Nevertheless, many such souls are still marked and claimed by particular devils even before reaching Baator. Exceptions include those souls marked as the property of lawful evil deities or the rare few souls that owe their choice of alignment to no creature, region, or religion.
The apportionment occurs through a system of “hunting grounds,” in which individual devils stake out territories on various Material Plane worlds. All mortals who become lawful evil within a given territory arrive in Baator with the mark of a diabolical owner on their souls—unless they were actively turned by another devil.
Because these territories can produce large numbers of souls without the active participation of the devil that claims them, they are highly coveted—and what devils covet, they fight for. Thus, while the owners of territories need to expend little or no effort securing individual damnations, they must constantly struggle to fend off other devils trying to encroach on their turf.
For this reason, much diabolical activity on the Material Plane consists of internecine conflict between cadres of devils. Vassals of rival lords struggle to control territory rich in lawful evil souls. Devils within organizations scheme to oust their superiors and ascend to the vacant positions. Cultists and other mortal minions are drawn into these struggles, along with lesser devils serving the local bosses.

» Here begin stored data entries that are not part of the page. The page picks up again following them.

//! Basic utilities: errors, the byte cursor, and code page conversion.

pub mod cp1251;
pub mod cursor;
pub mod error;

pub use cursor::{Reader, Writer};
pub use error::{Error, Result};
//! The `.res` archive container: signatures, hash-table layout, and the
//! stream-backed reader/writer.

pub mod archive;
pub mod format;

pub use archive::{EntryInfo, EntryMode, Mode, ResFile, SubFile};
pub use format::{name_hash, SIGNATURE_EI, SIGNATURE_ETH2RU};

At the same time, the Lords of Hell who control these areas must ensure that their hunting grounds remain fertile sources of damned souls. It does no good to drive off rivals if at the same time the forces of good are turning ordinary people away from evil, or demons are inducing a taste for chaos among the populace.
The Lords of Hell assign territories within rich hunting grounds to favored greater devils called undercontrollers or factotums. Such assignments are always highly political in nature. For example, an ambitious but troublesome servitor might be granted dominion over an area securely controlled by a vassal of a rival archdevil. In such a case, the underhanded lord wins, no matter what happens. If the pesky servitor prevails over the rival, the lord’s soul intake increases. If not, she rids herself of an annoying underling while escaping accusations of unfair treatment. After all, the destroyed minion was granted an enviable opportunity, wasn’t it? Some undercontrollers spend the bulk of their time within the boundaries of their assigned areas, but most prefer to operate as absentee lords, governing from Baator while trusted lieutenants monitor the situation on the ground. In keeping with the tendency of devils to delegate, undercontrollers often carve their territories into portions, which they dole out to loyal inferiors. Depending on the size of a given territory, it might be further parceled, with shares consisting of neighborhoods or villages going to followers of the followers.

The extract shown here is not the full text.